Stored data:
● ● ● ● ●

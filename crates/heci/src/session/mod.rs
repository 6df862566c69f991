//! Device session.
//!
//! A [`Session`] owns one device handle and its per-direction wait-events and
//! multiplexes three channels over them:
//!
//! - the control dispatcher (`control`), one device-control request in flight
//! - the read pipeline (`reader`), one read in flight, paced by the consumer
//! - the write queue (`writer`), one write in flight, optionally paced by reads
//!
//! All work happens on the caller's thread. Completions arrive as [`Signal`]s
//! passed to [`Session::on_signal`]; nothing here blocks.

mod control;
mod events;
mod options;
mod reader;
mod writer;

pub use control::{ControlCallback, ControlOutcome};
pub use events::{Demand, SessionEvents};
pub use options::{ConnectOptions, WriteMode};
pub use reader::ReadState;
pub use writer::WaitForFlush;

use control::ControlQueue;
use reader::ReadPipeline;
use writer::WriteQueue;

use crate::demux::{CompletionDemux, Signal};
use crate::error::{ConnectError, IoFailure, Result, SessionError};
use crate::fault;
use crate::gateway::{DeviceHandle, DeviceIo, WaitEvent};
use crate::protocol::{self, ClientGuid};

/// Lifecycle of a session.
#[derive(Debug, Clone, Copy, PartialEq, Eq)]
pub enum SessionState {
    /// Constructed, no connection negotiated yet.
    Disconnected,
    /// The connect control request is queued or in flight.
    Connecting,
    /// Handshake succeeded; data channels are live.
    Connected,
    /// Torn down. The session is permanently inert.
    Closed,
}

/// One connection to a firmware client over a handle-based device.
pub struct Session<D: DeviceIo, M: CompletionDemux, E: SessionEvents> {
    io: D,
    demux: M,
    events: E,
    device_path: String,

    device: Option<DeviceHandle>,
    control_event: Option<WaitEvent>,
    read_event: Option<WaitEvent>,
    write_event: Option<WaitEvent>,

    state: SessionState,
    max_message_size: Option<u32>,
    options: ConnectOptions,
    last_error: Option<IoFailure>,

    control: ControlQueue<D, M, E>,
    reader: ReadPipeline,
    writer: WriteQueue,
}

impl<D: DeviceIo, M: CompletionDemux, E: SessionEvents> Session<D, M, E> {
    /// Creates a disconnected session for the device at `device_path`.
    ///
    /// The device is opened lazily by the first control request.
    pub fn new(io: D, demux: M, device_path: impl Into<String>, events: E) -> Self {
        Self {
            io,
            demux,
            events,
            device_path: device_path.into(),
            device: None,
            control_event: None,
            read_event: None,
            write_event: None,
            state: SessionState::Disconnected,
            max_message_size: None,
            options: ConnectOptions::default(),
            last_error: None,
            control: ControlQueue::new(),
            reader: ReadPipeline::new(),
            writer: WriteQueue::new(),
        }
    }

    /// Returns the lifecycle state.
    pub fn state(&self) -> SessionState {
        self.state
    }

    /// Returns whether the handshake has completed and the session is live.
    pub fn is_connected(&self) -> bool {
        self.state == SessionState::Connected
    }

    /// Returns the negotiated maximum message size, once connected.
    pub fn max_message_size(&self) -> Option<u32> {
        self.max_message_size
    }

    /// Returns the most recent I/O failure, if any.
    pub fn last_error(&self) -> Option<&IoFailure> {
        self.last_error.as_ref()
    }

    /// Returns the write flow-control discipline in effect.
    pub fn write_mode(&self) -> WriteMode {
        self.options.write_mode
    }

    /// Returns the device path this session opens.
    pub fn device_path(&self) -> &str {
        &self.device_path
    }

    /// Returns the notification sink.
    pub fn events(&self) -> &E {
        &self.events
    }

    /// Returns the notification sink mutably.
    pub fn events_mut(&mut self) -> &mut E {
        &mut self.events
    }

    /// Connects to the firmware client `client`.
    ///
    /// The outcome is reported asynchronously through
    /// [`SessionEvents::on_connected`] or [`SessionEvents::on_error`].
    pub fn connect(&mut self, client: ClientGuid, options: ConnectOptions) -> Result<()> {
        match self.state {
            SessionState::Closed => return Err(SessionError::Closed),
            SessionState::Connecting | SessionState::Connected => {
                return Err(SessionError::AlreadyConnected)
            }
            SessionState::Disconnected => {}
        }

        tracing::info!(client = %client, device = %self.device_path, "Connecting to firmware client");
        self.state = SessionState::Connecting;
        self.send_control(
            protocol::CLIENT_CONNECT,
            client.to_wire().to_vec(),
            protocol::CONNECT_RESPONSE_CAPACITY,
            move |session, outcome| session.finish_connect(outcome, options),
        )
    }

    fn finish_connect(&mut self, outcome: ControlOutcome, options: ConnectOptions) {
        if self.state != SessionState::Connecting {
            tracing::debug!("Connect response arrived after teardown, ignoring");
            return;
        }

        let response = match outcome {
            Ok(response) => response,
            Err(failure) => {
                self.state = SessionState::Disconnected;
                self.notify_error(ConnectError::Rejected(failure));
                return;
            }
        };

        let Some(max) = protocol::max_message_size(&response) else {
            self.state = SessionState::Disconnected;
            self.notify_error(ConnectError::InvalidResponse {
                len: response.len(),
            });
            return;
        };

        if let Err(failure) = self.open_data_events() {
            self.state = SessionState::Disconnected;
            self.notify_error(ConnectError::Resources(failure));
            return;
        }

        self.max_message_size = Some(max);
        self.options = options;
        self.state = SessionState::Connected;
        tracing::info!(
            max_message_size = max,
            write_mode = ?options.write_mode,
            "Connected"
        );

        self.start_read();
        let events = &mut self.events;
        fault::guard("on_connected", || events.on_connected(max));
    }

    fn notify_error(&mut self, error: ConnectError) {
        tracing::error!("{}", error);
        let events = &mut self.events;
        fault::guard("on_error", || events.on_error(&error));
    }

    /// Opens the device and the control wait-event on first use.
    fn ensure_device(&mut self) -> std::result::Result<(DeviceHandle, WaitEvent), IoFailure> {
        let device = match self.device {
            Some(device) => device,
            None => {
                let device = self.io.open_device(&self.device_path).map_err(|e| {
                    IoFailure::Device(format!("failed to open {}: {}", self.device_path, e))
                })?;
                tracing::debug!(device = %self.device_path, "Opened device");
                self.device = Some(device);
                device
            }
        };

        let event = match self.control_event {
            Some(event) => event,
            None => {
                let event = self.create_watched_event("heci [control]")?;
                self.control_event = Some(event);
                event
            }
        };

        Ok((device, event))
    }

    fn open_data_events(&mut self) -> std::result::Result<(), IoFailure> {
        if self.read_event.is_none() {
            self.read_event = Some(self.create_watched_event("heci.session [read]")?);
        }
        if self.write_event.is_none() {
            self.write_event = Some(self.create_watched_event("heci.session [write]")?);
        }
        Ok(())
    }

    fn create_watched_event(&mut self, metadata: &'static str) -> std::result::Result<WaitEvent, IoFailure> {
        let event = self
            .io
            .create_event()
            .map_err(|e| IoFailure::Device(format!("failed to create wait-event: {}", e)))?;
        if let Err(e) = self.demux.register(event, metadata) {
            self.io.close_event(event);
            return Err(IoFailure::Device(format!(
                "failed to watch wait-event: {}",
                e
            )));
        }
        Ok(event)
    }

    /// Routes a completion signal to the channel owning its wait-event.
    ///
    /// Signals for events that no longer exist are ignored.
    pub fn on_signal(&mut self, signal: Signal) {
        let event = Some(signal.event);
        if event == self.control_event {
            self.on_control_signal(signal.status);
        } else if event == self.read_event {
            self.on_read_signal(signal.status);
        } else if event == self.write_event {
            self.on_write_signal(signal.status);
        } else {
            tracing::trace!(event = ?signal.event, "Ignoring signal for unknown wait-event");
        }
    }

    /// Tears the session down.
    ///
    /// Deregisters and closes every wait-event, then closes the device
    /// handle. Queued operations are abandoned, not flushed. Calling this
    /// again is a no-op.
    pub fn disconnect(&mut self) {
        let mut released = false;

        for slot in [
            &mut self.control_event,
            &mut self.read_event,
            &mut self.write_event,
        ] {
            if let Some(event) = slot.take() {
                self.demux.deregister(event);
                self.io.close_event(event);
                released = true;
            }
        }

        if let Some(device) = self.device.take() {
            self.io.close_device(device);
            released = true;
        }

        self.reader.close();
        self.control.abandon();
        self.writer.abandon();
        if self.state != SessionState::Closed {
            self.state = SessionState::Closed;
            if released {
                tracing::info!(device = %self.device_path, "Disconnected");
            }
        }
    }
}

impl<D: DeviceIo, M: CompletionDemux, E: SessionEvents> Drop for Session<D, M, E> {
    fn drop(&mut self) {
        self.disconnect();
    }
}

● ● ● ● ●

* _YOUR TASK_
Within the data above, pick out all lines holding the word "ConnectOptions".

* _PROBLEM SOLUTION_
pub use options::{ConnectOptions, WriteMode};
    options: ConnectOptions,
            options: ConnectOptions::default(),
    pub fn connect(&mut self, client: ClientGuid, options: ConnectOptions) -> Result<()> {
    fn finish_connect(&mut self, outcome: ControlOutcome, options: ConnectOptions) {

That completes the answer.